The timing was nearly perfect for Purdue Pharma’s introduction of Oxycontin, its patented Schedule II sustained-release oxycodone formulation in 1995.

Unlike other drugs in its category, Oxycontin only needed to be taken every 12 hours, not every four. But what really set it apart from its competitors was that Oxycontin debuted on the market with a unique label from the FDA reading, “Delayed absorption as provided by Oxycontin tablets is believed to reduce the abuse liability of a drug.”

For physicians balancing new responsibilities for pain management against longstanding wariness of opioids, Oxycontin seemed the perfect solution. According to the Government Accountability Office, by 2003, “nearly half of all OxyContin prescribers were primary care physicians.”

Regrettably, much of the data in which physicians had placed their trust wasn’t true or had been incorrectly represented. The Porter Jick study had been little more than a letter to the editor, not a randomized controlled trial.

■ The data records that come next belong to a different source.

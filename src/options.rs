use serde::{Deserialize, Serialize};
use serde_json::{Map, Value};

use crate::broker::{BrokerResult, Error};

/// Header and argument tables share the option map representation.
pub type Table = Map<String, Value>;

/// Open-ended, per-call option map such as `{"durable": true}`.
///
/// Keys the broker does not know are ignored. Known keys holding a value of
/// the wrong type fail with [`Error::OptionTypeMismatch`].
#[derive(Debug, Clone, Default, PartialEq, Serialize, Deserialize)]
#[serde(transparent)]
pub struct Options(Table);

impl Options {
    pub fn new() -> Self {
        Self::default()
    }

    pub fn with(mut self, key: impl Into<String>, value: impl Into<Value>) -> Self {
        self.0.insert(key.into(), value.into());
        self
    }

    pub fn get(&self, key: &str) -> Option<&Value> {
        self.0.get(key)
    }

    pub fn as_table(&self) -> &Table {
        &self.0
    }

    pub fn is_empty(&self) -> bool {
        self.0.is_empty()
    }

    /// Absent flags read as `false`.
    pub fn flag(&self, key: &str) -> BrokerResult<bool> {
        match self.0.get(key) {
            None | Some(Value::Null) => Ok(false),
            Some(Value::Bool(b)) => Ok(*b),
            Some(_) => Err(mismatch(key, "a boolean")),
        }
    }

    pub fn string(&self, key: &str) -> BrokerResult<Option<&str>> {
        match self.0.get(key) {
            None | Some(Value::Null) => Ok(None),
            Some(Value::String(s)) => Ok(Some(s)),
            Some(_) => Err(mismatch(key, "a string")),
        }
    }

    pub fn u8(&self, key: &str) -> BrokerResult<Option<u8>> {
        match self.0.get(key) {
            None | Some(Value::Null) => Ok(None),
            Some(Value::Number(n)) => n
                .as_u64()
                .and_then(|n| u8::try_from(n).ok())
                .map(Some)
                .ok_or_else(|| mismatch(key, "an integer in 0..=255")),
            Some(_) => Err(mismatch(key, "an integer in 0..=255")),
        }
    }

    pub fn table(&self, key: &str) -> BrokerResult<Option<&Table>> {
        match self.0.get(key) {
            None | Some(Value::Null) => Ok(None),
            Some(Value::Object(t)) => Ok(Some(t)),
            Some(_) => Err(mismatch(key, "a table")),
        }
    }
}

impl From<Table> for Options {
    fn from(table: Table) -> Self {
        Options(table)
    }
}

impl<K: Into<String>, V: Into<Value>> FromIterator<(K, V)> for Options {
    fn from_iter<I: IntoIterator<Item = (K, V)>>(iter: I) -> Self {
        Options(iter.into_iter().map(|(k, v)| (k.into(), v.into())).collect())
    }
}

fn mismatch(key: &str, expected: &'static str) -> Error {
    Error::OptionTypeMismatch {
        key: key.to_owned(),
        expected,
    }
}

pub const DELIVERY_MODE_TRANSIENT: u8 = 1;
pub const DELIVERY_MODE_PERSISTENT: u8 = 2;

/// Publishing properties carried from `publish` options to every delivery.
#[derive(Debug, Clone, PartialEq, Serialize, Deserialize)]
pub struct Properties {
    pub headers: Table,
    pub content_type: String,
    pub content_encoding: String,
    pub reply_to: String,
    pub correlation_id: String,
    pub delivery_mode: u8,
    pub priority: u8,
    pub message_id: Option<String>,
}

impl Default for Properties {
    fn default() -> Self {
        Self {
            headers: Table::new(),
            content_type: "text/plain".to_owned(),
            content_encoding: String::new(),
            reply_to: String::new(),
            correlation_id: String::new(),
            delivery_mode: DELIVERY_MODE_TRANSIENT,
            priority: 0,
            message_id: None,
        }
    }
}

impl Properties {
    pub fn from_options(opts: &Options) -> BrokerResult<Self> {
        let mut props = Properties::default();

        if let Some(headers) = opts.table("headers")? {
            props.headers = headers.clone();
        }
        if let Some(v) = opts.string("contentType")? {
            props.content_type = v.to_owned();
        }
        if let Some(v) = opts.string("contentEncoding")? {
            props.content_encoding = v.to_owned();
        }
        if let Some(v) = opts.string("replyTo")? {
            props.reply_to = v.to_owned();
        }
        if let Some(v) = opts.string("correlationId")? {
            props.correlation_id = v.to_owned();
        }
        if let Some(v) = opts.u8("deliveryMode")? {
            props.delivery_mode = v;
        }
        if let Some(v) = opts.u8("priority")? {
            props.priority = v;
        }
        props.message_id = opts.string("messageId")?.map(str::to_owned);

        Ok(props)
    }
}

The FDA had been misled in granting the special label, and Purdue Pharma had not shared feedback from clinicians and communities regarding the impact of the drug. According to the GAO, the drug’s safety warning “advising patients not to crush the tablets because of the possible rapid release of a potentially toxic amount of oxycodone may have inadvertently alerted abusers to methods for abuse.”

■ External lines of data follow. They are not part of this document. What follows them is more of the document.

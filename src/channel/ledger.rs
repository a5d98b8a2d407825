use std::sync::{
    atomic::{AtomicBool, AtomicU64, Ordering},
    Arc,
};

use log::{debug, warn};
use tokio::sync::Mutex;

use crate::{
    broker::{BrokerResult, Error},
    message::{Delivery, Message},
    queue::Queue,
};

#[derive(Debug)]
struct Unacked {
    tag: u64,
    message: Message,
    queue: Arc<Queue>,
}

/// Per-channel record of deliveries handed out but not yet acknowledged,
/// kept in delivery tag order.
#[derive(Debug, Default)]
pub struct Ledger {
    unacked: Mutex<Vec<Unacked>>,
    last_tag: AtomicU64,
    closed: AtomicBool,
}

impl Ledger {
    /// Assigns the next delivery tag and records the message as unacked.
    pub(crate) async fn record(
        self: &Arc<Self>,
        message: Message,
        queue: &Arc<Queue>,
        consumer_tag: &str,
    ) -> Delivery {
        let mut unacked = self.unacked.lock().await;
        let tag = self.last_tag.fetch_add(1, Ordering::SeqCst) + 1;

        unacked.push(Unacked {
            tag,
            message: message.clone(),
            queue: Arc::clone(queue),
        });

        Delivery::new(message, tag, consumer_tag, Arc::downgrade(self))
    }

    pub(crate) async fn ack(&self, tag: u64, multiple: bool) -> BrokerResult<()> {
        self.ensure_open()?;
        let acked = self.take(tag, multiple).await;
        debug!("Acked {} deliveries up to tag {tag}", acked.len());
        Ok(())
    }

    pub(crate) async fn nack(
        &self,
        tag: u64,
        multiple: bool,
        requeue: bool,
    ) -> BrokerResult<()> {
        self.ensure_open()?;
        let nacked = self.take(tag, multiple).await;

        if requeue {
            debug!("Requeueing {} deliveries up to tag {tag}", nacked.len());
            for entry in nacked {
                entry.queue.push(entry.message.into_redelivered()).await;
            }
        } else {
            debug!("Dropping {} deliveries up to tag {tag}", nacked.len());
        }

        Ok(())
    }

    /// Pushes every unacked delivery back onto its queue, oldest first.
    pub(crate) async fn requeue_all(&self) -> usize {
        let entries = std::mem::take(&mut *self.unacked.lock().await);
        let count = entries.len();

        for entry in entries {
            entry.queue.push(entry.message.into_redelivered()).await;
        }

        count
    }

    pub(crate) async fn len(&self) -> usize {
        self.unacked.lock().await.len()
    }

    /// Marks the ledger closed. Returns `false` if it already was.
    pub(crate) fn close(&self) -> bool {
        !self.closed.swap(true, Ordering::SeqCst)
    }

    pub(crate) fn is_closed(&self) -> bool {
        self.closed.load(Ordering::SeqCst)
    }

    fn ensure_open(&self) -> BrokerResult<()> {
        if self.is_closed() {
            Err(Error::ChannelClosed)
        } else {
            Ok(())
        }
    }

    /// Removes the entry with `tag`, or with `multiple` every entry with a
    /// tag up to and including `tag`, in ascending tag order.
    async fn take(&self, tag: u64, multiple: bool) -> Vec<Unacked> {
        let mut unacked = self.unacked.lock().await;

        if multiple {
            let (mut taken, kept): (Vec<_>, Vec<_>) =
                std::mem::take(&mut *unacked)
                    .into_iter()
                    .partition(|entry| entry.tag <= tag);
            *unacked = kept;
            taken.sort_by_key(|entry| entry.tag);
            taken
        } else {
            match unacked.iter().position(|entry| entry.tag == tag) {
                Some(pos) => vec![unacked.remove(pos)],
                None => Vec::new(),
            }
        }
    }
}

/// A channel dropped without `close()` still gives its unacked deliveries
/// back to their queues.
impl Drop for Ledger {
    fn drop(&mut self) {
        let entries = std::mem::take(self.unacked.get_mut());
        if entries.is_empty() {
            return;
        }

        warn!("Channel dropped unclosed, requeueing {} deliveries", entries.len());
        for entry in entries {
            entry.queue.push_detached(entry.message.into_redelivered());
        }
    }
}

America’s opioid epidemic has taken hundreds of thousands lives, shattered families and communities and is estimated to cost over $1.5 trillion annually.

Avoiding and eliminating ineffective treatments

There is a growing movement to identify and eliminate ineffective medical treatments.

In January 2010, the New England Journal of Medicine published a Perspective piece by Howard Brody, M.D., Ph.D., in which the bioethicist and physician argued that “U.S. physicians could do a great deal to control costs if they were willing to practice more in accordance with evidence-based guidelines.”

Brody called upon fellow clinicians to identify the top five diagnostic tests or treatments within each medical specialty which were “among the most expensive services provided, and that have been shown by the currently available evidence not to provide any meaningful benefit to at least some major categories of patients for whom they are commonly ordered.”

Meant to engage physicians in the effort to reduce healthcare costs, Brody’s essay became the impetus for the National Internal Medicine Foundation’s Choosing Wisely initiative. The Choosing Wisely website offers advice for physicians and patients in identifying and choosing care that is evidence-based and cost effective.

Change can be difficult. And clinicians are not immune from the psychological discomfort of cognitive dissonance, which can force individuals to double down on their beliefs when confronted with contradicting evidence.

In an interview with PBS Newshour, one physician reassessing what he had been taught in his medical training observed that, “Well, first you have to have some humility. That’s hard right there. And then one has to change…  if you have science that backs you up then you change.”